Pig Tales is a wonderful piece of translation literature that reads like a fable. It reveals the animal nature of man and the moral proof that beauty is only skin deep. Political corruption is examined within this context: how we corrupt or are corrupted.

Darrieussecq's imaginative narrative, broadly, examines self-identity via transformation.  She looks at how we are continuously changing and evolving, refining our individual selves, but not always for the good. Her method is both humorous and brutal. The pig, as an edible woman, is a warning of what we can become, especially through ignorance and folly. Likewise, the male conversion as wolf, symbolizes the violent nature of man.

This is an amazing novella seamlessly written from beginning to end. Needless to say, it makes an impression.  It is abstractly narrated as if a Cubist painting - there is much to observe, and from all different angles. Darrieussecq has created a unique and unforgettable work of literature.

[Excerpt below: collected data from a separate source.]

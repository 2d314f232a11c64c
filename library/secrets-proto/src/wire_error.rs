// SPDX-License-Identifier: Apache-2.0

//! The distinguishable error codes observable at either the public socket or
//! a plugin's private session, independent of which transport carried them.

use crate::proto::RpcStatus;

/// Mirrors the error kinds enumerated in the engine's error handling design:
/// a small, stable set of codes callers can match on, with the freeform
/// message reserved for humans.
#[derive(Debug, Clone, Copy, PartialEq, Eq)]
#[repr(i32)]
pub enum WireErrorCode {
	NotFound = 0,
	InvalidArgument = 1,
	Internal = 2,
	Unavailable = 3,
}

impl WireErrorCode {
	pub fn from_i32(value: i32) -> Self {
		match value {
			0 => WireErrorCode::NotFound,
			1 => WireErrorCode::InvalidArgument,
			3 => WireErrorCode::Unavailable,
			_ => WireErrorCode::Internal,
		}
	}
}

/// A (code, message) pair, the payload carried by an error-tagged `rpc`
/// frame and by the engine's public-facing `tonic::Status`.
#[derive(Debug, Clone)]
pub struct WireError {
	pub code: WireErrorCode,
	pub message: String,
}

impl WireError {
	pub fn new(code: WireErrorCode, message: impl Into<String>) -> Self {
		WireError {
			code,
			message: message.into(),
		}
	}
}

impl std::fmt::Display for WireError {
	fn fmt(&self, f: &mut std::fmt::Formatter<'_>) -> std::fmt::Result {
		write!(f, "{}", self.message)
	}
}

impl std::error::Error for WireError {}

impl From<WireError> for RpcStatus {
	fn from(value: WireError) -> Self {
		RpcStatus {
			code: value.code as i32,
			message: value.message,
		}
	}
}

impl From<RpcStatus> for WireError {
	fn from(value: RpcStatus) -> Self {
		WireError {
			code: WireErrorCode::from_i32(value.code),
			message: value.message,
		}
	}
}

impl From<WireError> for tonic::Status {
	fn from(value: WireError) -> Self {
		let code = match value.code {
			WireErrorCode::NotFound => tonic::Code::NotFound,
			WireErrorCode::InvalidArgument => tonic::Code::InvalidArgument,
			WireErrorCode::Unavailable => tonic::Code::Unavailable,
			WireErrorCode::Internal => tonic::Code::Internal,
		};
		tonic::Status::new(code, value.message)
	}
}

impl From<tonic::Status> for WireError {
	fn from(value: tonic::Status) -> Self {
		let code = match value.code() {
			tonic::Code::NotFound => WireErrorCode::NotFound,
			tonic::Code::InvalidArgument => WireErrorCode::InvalidArgument,
			tonic::Code::Unavailable => WireErrorCode::Unavailable,
			_ => WireErrorCode::Internal,
		};
		WireError {
			code,
			message: value.message().to_owned(),
		}
	}
}
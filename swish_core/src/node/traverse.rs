// Copyright 2026 the Swish Authors
// SPDX-License-Identifier: Apache-2.0 OR MIT

//! Tree traversal utilities.

use super::id::{INVALID, NodeId};
use super::store::NodeStore;

/// An iterator over the direct children of a node.
///
/// Created by [`NodeStore::children`].
#[derive(Debug)]
pub struct Children<'a> {
    store: &'a NodeStore,
    current: u32,
}

impl<'a> Children<'a> {
    pub(crate) fn new(store: &'a NodeStore, first: u32) -> Self {
        Self {
            store,
            current: first,
        }
    }
}

impl Iterator for Children<'_> {
    type Item = NodeId;

    fn next(&mut self) -> Option<NodeId> {
        if self.current == INVALID {
            return None;
        }
        let idx = self.current;
        self.current = self.store.next_sibling[idx as usize];
        Some(NodeId {
            idx,
            generation: self.store.generation[idx as usize],
        })
    }
}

Without You, There Is No Us, My Time with the Sons of North Korea's Elite, A Memoir, By Suki Kim

This book covers six months of the author's life when she lived in North Korea as a foreign Professor. She taught English as a second language to an elite group of young male undergraduates at YUST (Yanbian University of Science and Technology), which is located on the outskirts of Pyongyang (a city where only the privileged are allowed to live-the loyalists). From this reading I learned what I already knew - a closed country is a dangerous country. Nothing shocked me; it was more of a confirmation, with specifics.

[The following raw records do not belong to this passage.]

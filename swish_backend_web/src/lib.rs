// Copyright 2026 the Swish Authors
// SPDX-License-Identifier: Apache-2.0 OR MIT

//! Web backend for swish.
//!
//! This crate provides integration with browser APIs:
//!
//! - [`ScrollListener`]: window `scroll` event source
//! - [`DomPresenter`]: store-driven DOM element management
//! - [`DomRevealer`]: direct selector-query sweep over live DOM geometry

#![no_std]

extern crate alloc;

mod dom;
mod scroll;

pub use dom::{DomPresenter, DomRevealer, RevealClasses};
pub use scroll::ScrollListener;
pub use swish_core::backend::Presenter;

use swish_core::viewport::Viewport;

/// Reads a fresh [`Viewport`] snapshot from a window.
///
/// Both values are queried per call — nothing is cached — matching the
/// per-signal read the sweep expects.
#[must_use]
pub fn current_viewport(window: &web_sys::Window) -> Viewport {
    let scroll_y = window.scroll_y().unwrap_or(0.0);
    let height = window
        .inner_height()
        .ok()
        .and_then(|v| v.as_f64())
        .unwrap_or(0.0);
    Viewport::new(scroll_y, height)
}
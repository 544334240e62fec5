// Copyright 2026 the Swish Authors
// SPDX-License-Identifier: Apache-2.0 OR MIT

//! Core node tree and viewport reveal sweep for scroll-driven reveal effects.
//!
//! `swish_core` provides the data model for marking elements "revealed" as a
//! viewport scrolls over them. It is `no_std` compatible (with `alloc`) and
//! uses array-based struct-of-arrays storage with index handles for
//! cache-friendly traversal.
//!
//! # Architecture
//!
//! The crate is organized around a scroll loop that turns host scroll signals
//! into incremental marker updates:
//!
//! ```text
//!   Backend (scroll-signal source)
//!       │
//!       ▼
//!   ScrollTick ──► NodeStore::evaluate() ──► TreeChanges ──► Presenter::apply()
//!                       │
//!                       ▼
//!   NodeStore::sweep(&Viewport) ──► RevealChanges ──► Presenter::reveal()
//! ```
//!
//! **[`node`]** — Struct-of-arrays node tree with generational handles.
//! Local offsets, sizes, and the revealable marker are set by the caller;
//! document-space origins are computed by evaluation.
//!
//! **[`dirty`]** — Multi-channel dirty tracking via `understory_dirty`.
//! GEOMETRY propagates to descendants; MARKER is local-only; TOPOLOGY
//! triggers a traversal rebuild.
//!
//! **[`viewport`]** — The viewport snapshot, the reveal predicate, and the
//! [`ScrollTick`](viewport::ScrollTick) signal backends deliver per scroll
//! event.
//!
//! **[`reveal`]** — The sweep itself: a fresh scan over all live nodes that
//! marks entering nodes revealed. The revealed state is monotonic; nothing
//! in this crate ever clears it.
//!
//! **[`backend`]** — The [`Presenter`](backend::Presenter) trait that
//! platform backends implement to mirror tree and marker changes onto
//! native elements.
//!
//! **[`trace`]** — [`TraceSink`](trace::TraceSink) trait and event types for
//! scroll-loop instrumentation, with zero-overhead
//! [`Tracer`](trace::Tracer) wrapper.
//!
//! # Crate features
//!
//! - `std` (disabled by default): Enables `std` support in dependencies.
//! - `trace` (disabled by default): Enables `Tracer` method bodies (one
//!   branch per call site).

#![no_std]
#![cfg_attr(docsrs, feature(doc_auto_cfg))]

extern crate alloc;

pub mod backend;
pub mod dirty;
pub mod node;
pub mod reveal;
pub mod trace;
pub mod viewport;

The title of this book is frightening and sad. It comes directly from the daily hyperbole North Koreans must contend with. You specifically refers to the Korean Leader, Kim Jong-un, formerly, Kim Jong-il.  Just replace the You with Kim Jong-un, and you have summarized the people's forced oath and their regimes attempt to propagandize their people into believing their leader is a God. In fact, this phrase epitomizes their whole life, day in day out. Everything they do and say is for their Supreme Leader. To indicate otherwise and/or not follow the daily protocol and inoculations is to risk execution or forced hard labor in one of their many gulags. The whole purpose of this life style is to obliterate the peoples sense of self so as to make them completely dependent on their leader. That way, he has total control and he can do whatever he chooses, no matter how criminal.

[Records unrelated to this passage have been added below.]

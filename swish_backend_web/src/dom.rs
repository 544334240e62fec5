// Copyright 2026 the Swish Authors
// SPDX-License-Identifier: Apache-2.0 OR MIT

//! DOM element management.
//!
//! Two integration styles are provided:
//!
//! - [`DomPresenter`] mirrors a [`NodeStore`] into positioned `<div>`
//!   elements and applies incremental [`TreeChanges`] / [`RevealChanges`]
//!   as class-list mutations. The store is the source of truth.
//! - [`DomRevealer`] works against an existing page: it queries the base
//!   marker class fresh on every sweep, reads live DOM geometry, and adds
//!   the reveal class in place. The document is the source of truth.
//!
//! Both add the reveal marker and never remove it.
//!
//! [`NodeStore`]: swish_core::node::NodeStore
//! [`TreeChanges`]: swish_core::node::TreeChanges
//! [`RevealChanges`]: swish_core::reveal::RevealChanges

use alloc::format;
use alloc::string::String;
use alloc::vec::Vec;

use wasm_bindgen::JsCast as _;
use web_sys::{Document, Element, HtmlElement};

use swish_core::backend::Presenter;
use swish_core::node::{NodeStore, TreeChanges};
use swish_core::reveal::RevealChanges;
use swish_core::viewport::Viewport;

/// The pair of marker class names driving the effect.
///
/// `base` tags an element as revealable; `reveal` is added once the element
/// enters the viewport. Styling rules outside this crate interpret the
/// reveal class to run the visual transition.
#[derive(Clone, Debug, PartialEq, Eq)]
pub struct RevealClasses {
    /// The base marker class identifying revealable elements.
    pub base: String,
    /// The class added on reveal.
    pub reveal: String,
}

impl Default for RevealClasses {
    fn default() -> Self {
        Self {
            base: String::from("swish"),
            reveal: String::from("swish-in"),
        }
    }
}

impl RevealClasses {
    /// Returns the CSS selector matching elements carrying the base class.
    #[must_use]
    pub fn selector(&self) -> String {
        format!(".{}", self.base)
    }
}

/// Maps a [`NodeStore`] to live DOM elements, applying incremental updates
/// from [`TreeChanges`] and [`RevealChanges`].
///
/// The presenter owns a container `HtmlElement` to which child `<div>`
/// elements are added and removed. Call [`apply`](Presenter::apply) after
/// each evaluate and [`reveal`](Presenter::reveal) after each sweep.
///
/// [`NodeStore`]: swish_core::node::NodeStore
/// [`TreeChanges`]: swish_core::node::TreeChanges
/// [`RevealChanges`]: swish_core::reveal::RevealChanges
pub struct DomPresenter {
    container: HtmlElement,
    classes: RevealClasses,
    elements: Vec<Option<HtmlElement>>,
}

impl core::fmt::Debug for DomPresenter {
    fn fmt(&self, f: &mut core::fmt::Formatter<'_>) -> core::fmt::Result {
        f.debug_struct("DomPresenter")
            .field("container", &"HtmlElement")
            .field("classes", &self.classes)
            .field("elements_len", &self.elements.len())
            .finish()
    }
}

impl DomPresenter {
    /// Creates a presenter that owns the child elements of `container`.
    #[must_use]
    pub fn new(container: HtmlElement, classes: RevealClasses) -> Self {
        Self {
            container,
            classes,
            elements: Vec::new(),
        }
    }

    /// The container element whose children this presenter manages.
    #[must_use]
    pub fn container(&self) -> &HtmlElement {
        &self.container
    }

    /// Looks up the DOM element backing slot `idx`, if one exists.
    #[must_use]
    pub fn get_element(&self, idx: u32) -> Option<&HtmlElement> {
        self.elements
            .get(idx as usize)
            .and_then(|slot| slot.as_ref())
    }

    /// Removes and returns the element at slot `idx`.
    fn take_element(&mut self, idx: u32) -> Option<HtmlElement> {
        self.elements.get_mut(idx as usize)?.take()
    }

    /// Records `el` as the element for slot `idx`, growing the map if needed.
    fn put_element(&mut self, idx: u32, el: HtmlElement) {
        let slot = idx as usize;
        if self.elements.len() <= slot {
            self.elements.resize_with(slot + 1, || None);
        }
        self.elements[slot] = Some(el);
    }

    /// Writes position and size styles from the store's computed geometry.
    fn apply_geometry(&self, el: &HtmlElement, store: &NodeStore, idx: u32) {
        let origin = store.document_origin_at(idx);
        let size = store.size_at(idx);
        let s = el.style();
        let _ = s.set_property("left", &format!("{}px", origin.x));
        let _ = s.set_property("top", &format!("{}px", origin.y));
        let _ = s.set_property("width", &format!("{}px", size.width));
        let _ = s.set_property("height", &format!("{}px", size.height));
    }

    /// Syncs the base marker class with the node's revealable flag.
    fn apply_marker(&self, el: &HtmlElement, store: &NodeStore, idx: u32) {
        let list = el.class_list();
        if store.flags_at(idx).revealable {
            let _ = list.add_1(&self.classes.base);
        } else {
            let _ = list.remove_1(&self.classes.base);
        }
    }
}

impl Presenter for DomPresenter {
    /// Applies incremental changes from a [`TreeChanges`] to the DOM.
    ///
    /// [`TreeChanges`]: swish_core::node::TreeChanges
    fn apply(&mut self, store: &NodeStore, changes: &TreeChanges) {
        // 1. Removals
        for &idx in &changes.removed {
            if let Some(el) = self.take_element(idx) {
                el.remove();
            }
        }

        // 2. Additions
        for &idx in &changes.added {
            let doc = self.container.owner_document().expect("no owner document");
            let el: HtmlElement = doc
                .create_element("div")
                .expect("create_element failed")
                .unchecked_into();
            let _ = el.style().set_property("position", "absolute");
            self.apply_geometry(&el, store, idx);
            self.apply_marker(&el, store, idx);
            let _ = self.container.append_child(&el);
            self.put_element(idx, el);
        }

        // 3. Geometry
        for &idx in &changes.origins {
            if let Some(el) = self.get_element(idx) {
                self.apply_geometry(el, store, idx);
            }
        }

        // 4. Markers
        for &idx in &changes.markers {
            if let Some(el) = self.get_element(idx) {
                self.apply_marker(el, store, idx);
            }
        }

        // 5. Topology reorder
        if changes.topology_changed {
            for &idx in store.traversal_order() {
                if let Some(el) = self.get_element(idx) {
                    // appendChild on an existing child moves it to the end.
                    let _ = self.container.append_child(el);
                }
            }
        }
    }

    /// Adds the reveal class for each newly revealed node. Never removes it.
    fn reveal(&mut self, _store: &NodeStore, changes: &RevealChanges) {
        for &idx in &changes.revealed {
            if let Some(el) = self.get_element(idx) {
                let _ = el.class_list().add_1(&self.classes.reveal);
            }
        }
    }
}

/// Sweeps live DOM elements directly, without a store.
///
/// Each [`sweep`](Self::sweep) queries the document for the base marker
/// class **fresh** — there is no cached element list, so elements added or
/// removed between sweeps are picked up automatically — reads each match's
/// bounding rectangle, and adds the reveal class once the top edge has
/// entered the viewport. A selector that matches nothing is a no-op.
pub struct DomRevealer {
    document: Document,
    classes: RevealClasses,
}

impl core::fmt::Debug for DomRevealer {
    fn fmt(&self, f: &mut core::fmt::Formatter<'_>) -> core::fmt::Result {
        f.debug_struct("DomRevealer")
            .field("classes", &self.classes)
            .finish()
    }
}

impl DomRevealer {
    /// Creates a revealer that sweeps `document` for `classes.base`.
    #[must_use]
    pub fn new(document: Document, classes: RevealClasses) -> Self {
        Self { document, classes }
    }

    /// Sweeps the document once against a viewport snapshot.
    ///
    /// Returns the number of elements newly marked this sweep. Elements
    /// already carrying the reveal class are left untouched, so the sweep is
    /// idempotent and the marker monotonic.
    pub fn sweep(&self, viewport: &Viewport) -> u32 {
        let Ok(list) = self.document.query_selector_all(&self.classes.selector()) else {
            return 0;
        };

        let mut newly_revealed = 0;
        for i in 0..list.length() {
            let Some(node) = list.item(i) else { continue };
            let Ok(el) = node.dyn_into::<Element>() else {
                continue;
            };
            if el.class_list().contains(&self.classes.reveal) {
                continue;
            }

            // getBoundingClientRect().top is already viewport-relative;
            // translate to document space so the shared predicate applies.
            let document_top = viewport.scroll_y + el.get_bounding_client_rect().top();
            if viewport.reveals(document_top) {
                let _ = el.class_list().add_1(&self.classes.reveal);
                newly_revealed += 1;
            }
        }
        newly_revealed
    }
}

The shocking thing is, outwardly, the young men of YUST seem to regard everything they are taught as truth. They repeatedly reminded Yuki Kim that they are the most powerful and advanced nation in the world.  What makes their country better? Everything is free, or at least believed to be.  Like a child, their food, electricity, healthcare, schooling, etc., is covered by their Precious Leader, their God. These self-aggrandizing slogans bring to mind two thoughts:  1) doth protest too much, methinks  2) If it is too good to be true, it probably is Yet, if you have been brought up knowing no other way, is it a wonder they do as they are told no matter what their instincts tell them? Or, in order to protect their lives, they outwardly live as if they are in sync with this way of life.

Books do not usually depress me no matter how much violence or oppression they reveal. This is one of the few that did. It comes from a feeling of hopelessness; that these innocent lives will not be able to enjoy the freedom to live and learn as they should. There is no sense of humanity, and from what I understand, no attempts to do anything to free these people. It is unconscionable.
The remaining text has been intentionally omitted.